Neutralino Dark Matter in Minimal Supergravity: Direct Detection vs. Collider Searches

TL;DR

This work evaluates direct detection prospects for relic neutralinos within the minimal supergravity (mSUGRA) framework, using a $^{73}$Ge detector to compute event rates from scalar and spin interactions and comparing them to relic-density and collider constraints. The authors derive the neutralino–nucleus scattering formalism, incorporate nucleon matrix elements and nuclear form factors, and fold the cross section with a standard halo velocity distribution to obtain $R$. They show that large $\tan\beta$ regions yield substantial detection rates, often in cosmologically favored parts of parameter space, implying that direct detection could provide the first SUSY signal in these cases, while collider searches remain essential for full coverage and cross-checks. The study highlights complementary discovery channels and quantifies uncertainties that affect the interpretation of direct-detection results in the context of SUSY parameter space, relic density, and flavor constraints such as $B\to X_s\gamma$.

Abstract

We calculate expected event rates for direct detection of relic neutralinos as a function of parameter space of the minimal supergravity model. Numerical results are presented for the specific case of a $^{73}$Ge detector. We find significant detection rates ($R> 0.01$ events/kg/day) in regions of parameter space most favored by constraints from $B\to X_sγ$ and the cosmological relic density of neutralinos. The detection rates are especially large in regions of large $\tanβ$, where many conventional signals for supersymmetry at collider experiments are difficult to detect. If the parameter $\tanβ$ is large, then there is a significant probability that the first direct evidence for supersymmetry could come from direct detection experiments, rather than from collider searches for sparticles.

Figures (9)

• Figure 1: A plot of contours of neutralino scattering events/kg/day in a $^{73}$Ge detector, for mSUGRA parameters $A_0=0$, $\tan\beta =2$ and a) $\mu <0$ and b) $\mu >0$, in the $m_0\ vs.\ m_{1/2}$ plane.

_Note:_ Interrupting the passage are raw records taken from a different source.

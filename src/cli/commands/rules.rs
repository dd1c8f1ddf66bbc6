//! Rules command - List the compiled rule table

use super::{load_config, RulesArgs, RulesFormat};
use crate::cli::exit_codes;
use crate::cli::output::{JsonOutput, RulesRenderer, TerminalOutput};
use crate::error::BambotError;

pub fn execute(args: RulesArgs, config_path: Option<&std::path::Path>) -> Result<i32, BambotError> {
    let config = load_config(config_path)?;
    let scanner = config.build_scanner()?;

    let renderer: Box<dyn RulesRenderer> = match args.format {
        RulesFormat::Terminal => Box::new(TerminalOutput::new()),
        RulesFormat::Json => Box::new(JsonOutput::new()),
    };

    print!("{}", renderer.render_rules(scanner.rules())?);

    Ok(exit_codes::SUCCESS)
}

The regions labelled TH are excluded by theoretical considerations, while the EX regions are excluded by collider searches for SUSY particles. The region to the right of the solid contour is excluded by $\Omega h^2>1$. We also show contours of neutralino relic density $\Omega h^2=0.15$ and $0.4$; the region in between is favored by models of a MDM universe.
• Figure 2: Same as Fig. 1, except for $\tan\beta =10$. Below the dotted contour is where $\Omega h^2<0.025$.
• Figure 3: Same as Fig. 1, except for $\tan\beta =35$. Note, however, the expanded scale relative to Fig. 1 and 2.
• Figure 4: A plot of neutralino scattering events/kg/day in a $^{73}$Ge detector, for mSUGRA parameters $m_0 ,m_{1/2} ,A_0 =$150, 200, and 0 GeV versus $\tan\beta$ for $\mu <0$ and $\mu >0$.
• Figure 5: A plot of the ratio of neutralino scattering events from the spin-spin interaction over that from scalar interactions for mSUGRA parameters $m_0 ,m_{1/2} ,A_0 =$150, 200, and 0 GeV, versus $\tan\beta$ for $\mu <0$ and $\mu >0$.